* What to produce: Starting at the first line of the listing below and ending at the line with "for _ in 0..DEFAULT_N_DIMS", copy each line exactly.

* Source data:
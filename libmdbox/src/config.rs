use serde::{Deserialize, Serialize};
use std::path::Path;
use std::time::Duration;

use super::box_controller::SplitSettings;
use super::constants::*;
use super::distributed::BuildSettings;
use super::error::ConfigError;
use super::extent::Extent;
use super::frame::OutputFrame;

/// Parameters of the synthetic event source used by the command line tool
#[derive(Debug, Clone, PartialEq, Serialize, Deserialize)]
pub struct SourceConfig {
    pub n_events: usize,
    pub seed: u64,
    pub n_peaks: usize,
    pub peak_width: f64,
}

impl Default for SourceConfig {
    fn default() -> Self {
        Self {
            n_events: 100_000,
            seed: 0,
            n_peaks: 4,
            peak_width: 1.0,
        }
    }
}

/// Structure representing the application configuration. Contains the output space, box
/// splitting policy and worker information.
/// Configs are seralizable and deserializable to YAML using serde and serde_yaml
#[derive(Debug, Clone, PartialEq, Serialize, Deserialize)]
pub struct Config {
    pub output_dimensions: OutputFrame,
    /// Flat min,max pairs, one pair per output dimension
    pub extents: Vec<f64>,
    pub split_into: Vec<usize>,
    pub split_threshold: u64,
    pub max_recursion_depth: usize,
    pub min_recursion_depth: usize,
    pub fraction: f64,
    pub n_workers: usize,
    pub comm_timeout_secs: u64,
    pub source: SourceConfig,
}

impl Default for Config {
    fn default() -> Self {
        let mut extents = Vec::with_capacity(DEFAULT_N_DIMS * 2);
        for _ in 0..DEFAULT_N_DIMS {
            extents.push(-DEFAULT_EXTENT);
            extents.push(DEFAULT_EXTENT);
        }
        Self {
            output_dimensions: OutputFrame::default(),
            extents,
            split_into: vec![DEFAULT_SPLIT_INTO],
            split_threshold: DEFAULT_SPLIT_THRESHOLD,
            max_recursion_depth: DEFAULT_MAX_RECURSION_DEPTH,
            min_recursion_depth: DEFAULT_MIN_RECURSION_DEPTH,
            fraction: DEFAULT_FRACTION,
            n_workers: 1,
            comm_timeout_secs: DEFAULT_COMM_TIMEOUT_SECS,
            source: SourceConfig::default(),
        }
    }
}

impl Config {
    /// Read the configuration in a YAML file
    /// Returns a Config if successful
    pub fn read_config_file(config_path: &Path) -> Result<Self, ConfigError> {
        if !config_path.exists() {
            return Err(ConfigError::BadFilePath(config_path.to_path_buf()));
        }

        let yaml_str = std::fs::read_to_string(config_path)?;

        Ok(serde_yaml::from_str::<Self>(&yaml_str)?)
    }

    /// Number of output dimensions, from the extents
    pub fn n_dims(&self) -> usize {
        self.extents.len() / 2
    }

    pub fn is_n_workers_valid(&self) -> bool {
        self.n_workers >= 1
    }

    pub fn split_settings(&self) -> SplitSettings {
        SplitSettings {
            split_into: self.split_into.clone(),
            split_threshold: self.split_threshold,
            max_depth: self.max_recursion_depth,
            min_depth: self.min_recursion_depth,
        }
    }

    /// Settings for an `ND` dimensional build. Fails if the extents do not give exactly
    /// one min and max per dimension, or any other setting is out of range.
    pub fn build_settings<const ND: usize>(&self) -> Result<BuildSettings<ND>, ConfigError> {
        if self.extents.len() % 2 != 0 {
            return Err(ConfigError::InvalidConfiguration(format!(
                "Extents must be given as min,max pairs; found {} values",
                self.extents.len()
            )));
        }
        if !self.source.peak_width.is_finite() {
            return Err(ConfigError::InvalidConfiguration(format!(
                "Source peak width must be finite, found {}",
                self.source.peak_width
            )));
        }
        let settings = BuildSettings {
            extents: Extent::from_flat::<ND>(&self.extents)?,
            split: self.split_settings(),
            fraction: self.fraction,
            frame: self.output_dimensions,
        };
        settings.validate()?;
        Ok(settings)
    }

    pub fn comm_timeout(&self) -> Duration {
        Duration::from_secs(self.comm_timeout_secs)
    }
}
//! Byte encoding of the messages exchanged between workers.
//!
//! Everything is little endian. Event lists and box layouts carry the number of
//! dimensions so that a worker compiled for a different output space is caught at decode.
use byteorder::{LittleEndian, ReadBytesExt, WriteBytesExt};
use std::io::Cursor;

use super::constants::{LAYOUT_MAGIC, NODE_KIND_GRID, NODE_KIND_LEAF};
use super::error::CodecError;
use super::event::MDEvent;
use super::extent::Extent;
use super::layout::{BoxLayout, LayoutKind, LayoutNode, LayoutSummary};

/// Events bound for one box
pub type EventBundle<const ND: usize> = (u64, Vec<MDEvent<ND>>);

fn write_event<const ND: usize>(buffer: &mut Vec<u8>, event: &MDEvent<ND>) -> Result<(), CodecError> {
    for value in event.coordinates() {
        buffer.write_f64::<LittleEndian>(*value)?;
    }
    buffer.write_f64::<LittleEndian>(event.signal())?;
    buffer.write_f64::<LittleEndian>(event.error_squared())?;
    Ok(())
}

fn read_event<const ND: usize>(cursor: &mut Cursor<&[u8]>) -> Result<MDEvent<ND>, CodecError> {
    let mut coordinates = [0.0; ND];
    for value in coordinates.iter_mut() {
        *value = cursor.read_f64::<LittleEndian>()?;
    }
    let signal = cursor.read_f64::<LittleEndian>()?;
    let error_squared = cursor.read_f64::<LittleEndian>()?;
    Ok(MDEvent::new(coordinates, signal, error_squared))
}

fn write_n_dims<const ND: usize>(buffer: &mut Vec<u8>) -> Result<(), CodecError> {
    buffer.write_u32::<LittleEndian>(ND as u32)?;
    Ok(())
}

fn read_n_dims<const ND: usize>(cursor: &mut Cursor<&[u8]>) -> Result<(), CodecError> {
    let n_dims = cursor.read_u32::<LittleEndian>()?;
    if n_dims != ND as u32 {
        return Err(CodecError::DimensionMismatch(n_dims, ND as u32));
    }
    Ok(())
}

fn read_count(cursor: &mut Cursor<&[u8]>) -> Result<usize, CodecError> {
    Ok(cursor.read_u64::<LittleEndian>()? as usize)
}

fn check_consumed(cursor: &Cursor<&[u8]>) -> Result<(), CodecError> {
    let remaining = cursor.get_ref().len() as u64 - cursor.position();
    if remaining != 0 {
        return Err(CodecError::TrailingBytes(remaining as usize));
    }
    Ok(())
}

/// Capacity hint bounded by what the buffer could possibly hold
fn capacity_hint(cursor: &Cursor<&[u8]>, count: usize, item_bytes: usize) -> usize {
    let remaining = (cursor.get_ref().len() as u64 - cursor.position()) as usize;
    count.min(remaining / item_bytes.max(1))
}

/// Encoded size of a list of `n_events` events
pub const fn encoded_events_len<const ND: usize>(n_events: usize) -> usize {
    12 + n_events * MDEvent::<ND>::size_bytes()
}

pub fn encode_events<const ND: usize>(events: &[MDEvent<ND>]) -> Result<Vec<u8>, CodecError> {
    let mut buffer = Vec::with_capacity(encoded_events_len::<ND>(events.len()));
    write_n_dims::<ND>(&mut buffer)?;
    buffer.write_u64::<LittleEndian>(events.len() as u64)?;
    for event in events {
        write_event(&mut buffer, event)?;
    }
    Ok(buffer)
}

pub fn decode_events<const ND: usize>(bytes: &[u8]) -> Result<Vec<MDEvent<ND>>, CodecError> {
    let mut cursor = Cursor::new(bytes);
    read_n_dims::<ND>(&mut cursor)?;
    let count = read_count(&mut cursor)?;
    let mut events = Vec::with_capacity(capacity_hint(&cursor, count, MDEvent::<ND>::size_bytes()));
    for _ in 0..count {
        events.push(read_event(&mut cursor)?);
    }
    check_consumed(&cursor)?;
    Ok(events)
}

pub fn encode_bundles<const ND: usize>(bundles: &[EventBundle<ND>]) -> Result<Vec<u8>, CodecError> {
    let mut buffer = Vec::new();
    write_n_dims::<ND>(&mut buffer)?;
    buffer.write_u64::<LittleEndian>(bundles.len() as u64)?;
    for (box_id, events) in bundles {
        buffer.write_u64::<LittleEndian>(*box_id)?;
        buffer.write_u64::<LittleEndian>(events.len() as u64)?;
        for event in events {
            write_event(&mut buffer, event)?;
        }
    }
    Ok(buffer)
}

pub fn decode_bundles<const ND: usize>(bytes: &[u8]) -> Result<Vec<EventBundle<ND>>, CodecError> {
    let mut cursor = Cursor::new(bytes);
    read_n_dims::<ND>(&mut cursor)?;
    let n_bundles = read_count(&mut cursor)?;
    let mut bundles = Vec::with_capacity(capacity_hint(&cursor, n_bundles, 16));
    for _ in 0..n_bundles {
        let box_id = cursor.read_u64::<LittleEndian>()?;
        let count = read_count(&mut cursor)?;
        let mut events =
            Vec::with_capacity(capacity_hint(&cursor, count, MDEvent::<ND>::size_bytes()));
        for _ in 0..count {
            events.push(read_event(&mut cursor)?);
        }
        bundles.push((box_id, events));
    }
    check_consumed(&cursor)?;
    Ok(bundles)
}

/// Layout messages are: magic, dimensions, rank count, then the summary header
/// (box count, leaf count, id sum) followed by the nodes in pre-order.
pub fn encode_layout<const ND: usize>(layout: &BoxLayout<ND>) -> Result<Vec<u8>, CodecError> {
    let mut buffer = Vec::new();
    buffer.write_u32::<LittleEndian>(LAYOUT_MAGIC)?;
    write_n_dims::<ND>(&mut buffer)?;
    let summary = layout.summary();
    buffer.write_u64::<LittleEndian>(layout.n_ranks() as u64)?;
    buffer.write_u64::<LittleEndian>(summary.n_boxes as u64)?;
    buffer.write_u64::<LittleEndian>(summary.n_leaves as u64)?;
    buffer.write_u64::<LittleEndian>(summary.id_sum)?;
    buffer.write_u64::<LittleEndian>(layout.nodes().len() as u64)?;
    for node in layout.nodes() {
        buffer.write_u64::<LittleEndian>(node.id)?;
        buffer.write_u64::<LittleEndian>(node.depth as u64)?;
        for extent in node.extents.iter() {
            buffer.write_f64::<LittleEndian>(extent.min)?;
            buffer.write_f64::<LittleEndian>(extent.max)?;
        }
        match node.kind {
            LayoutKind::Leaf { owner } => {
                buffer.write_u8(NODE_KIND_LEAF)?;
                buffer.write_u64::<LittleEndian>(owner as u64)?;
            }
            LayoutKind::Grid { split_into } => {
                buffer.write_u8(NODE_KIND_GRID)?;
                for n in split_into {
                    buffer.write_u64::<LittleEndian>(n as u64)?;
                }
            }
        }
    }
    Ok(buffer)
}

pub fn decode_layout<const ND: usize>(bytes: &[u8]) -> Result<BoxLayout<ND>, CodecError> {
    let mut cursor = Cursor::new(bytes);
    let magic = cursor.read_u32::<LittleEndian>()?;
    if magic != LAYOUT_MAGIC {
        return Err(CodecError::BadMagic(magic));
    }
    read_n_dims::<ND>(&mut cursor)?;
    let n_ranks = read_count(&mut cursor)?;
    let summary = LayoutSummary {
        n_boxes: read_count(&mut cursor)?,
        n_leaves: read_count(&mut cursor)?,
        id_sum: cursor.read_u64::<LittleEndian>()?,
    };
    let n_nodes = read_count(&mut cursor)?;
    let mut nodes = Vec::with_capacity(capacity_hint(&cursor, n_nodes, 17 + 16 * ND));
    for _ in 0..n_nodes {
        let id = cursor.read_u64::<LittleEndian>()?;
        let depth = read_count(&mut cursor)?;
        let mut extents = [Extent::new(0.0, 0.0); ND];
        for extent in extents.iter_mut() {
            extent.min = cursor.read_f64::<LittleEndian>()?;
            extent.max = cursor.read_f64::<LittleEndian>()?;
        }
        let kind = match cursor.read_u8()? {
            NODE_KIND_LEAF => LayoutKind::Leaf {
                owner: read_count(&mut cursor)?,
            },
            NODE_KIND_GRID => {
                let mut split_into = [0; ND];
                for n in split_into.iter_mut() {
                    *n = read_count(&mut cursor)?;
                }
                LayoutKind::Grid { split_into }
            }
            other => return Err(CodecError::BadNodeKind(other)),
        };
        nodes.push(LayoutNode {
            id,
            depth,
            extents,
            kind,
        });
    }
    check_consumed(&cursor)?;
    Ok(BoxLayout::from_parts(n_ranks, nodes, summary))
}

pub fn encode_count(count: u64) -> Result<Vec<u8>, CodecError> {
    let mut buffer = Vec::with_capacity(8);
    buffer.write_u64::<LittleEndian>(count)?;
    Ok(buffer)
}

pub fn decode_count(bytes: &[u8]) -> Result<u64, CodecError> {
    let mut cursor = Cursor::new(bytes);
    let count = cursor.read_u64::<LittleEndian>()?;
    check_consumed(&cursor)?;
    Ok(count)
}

* Task result:
filename libmdbox/src/config.rs
use serde::{Deserialize, Serialize};
use std::path::Path;
use std::time::Duration;

use super::box_controller::SplitSettings;
use super::constants::*;
use super::distributed::BuildSettings;
use super::error::ConfigError;
use super::extent::Extent;
use super::frame::OutputFrame;

/// Parameters of the synthetic event source used by the command line tool
#[derive(Debug, Clone, PartialEq, Serialize, Deserialize)]
pub struct SourceConfig {
    pub n_events: usize,
    pub seed: u64,
    pub n_peaks: usize,
    pub peak_width: f64,
}

impl Default for SourceConfig {
    fn default() -> Self {
        Self {
            n_events: 100_000,
            seed: 0,
            n_peaks: 4,
            peak_width: 1.0,
        }
    }
}

/// Structure representing the application configuration. Contains the output space, box
/// splitting policy and worker information.
/// Configs are seralizable and deserializable to YAML using serde and serde_yaml
#[derive(Debug, Clone, PartialEq, Serialize, Deserialize)]
pub struct Config {
    pub output_dimensions: OutputFrame,
    /// Flat min,max pairs, one pair per output dimension
    pub extents: Vec<f64>,
    pub split_into: Vec<usize>,
    pub split_threshold: u64,
    pub max_recursion_depth: usize,
    pub min_recursion_depth: usize,
    pub fraction: f64,
    pub n_workers: usize,
    pub comm_timeout_secs: u64,
    pub source: SourceConfig,
}

impl Default for Config {
    fn default() -> Self {
        let mut extents = Vec::with_capacity(DEFAULT_N_DIMS * 2);
        for _ in 0..DEFAULT_N_DIMS {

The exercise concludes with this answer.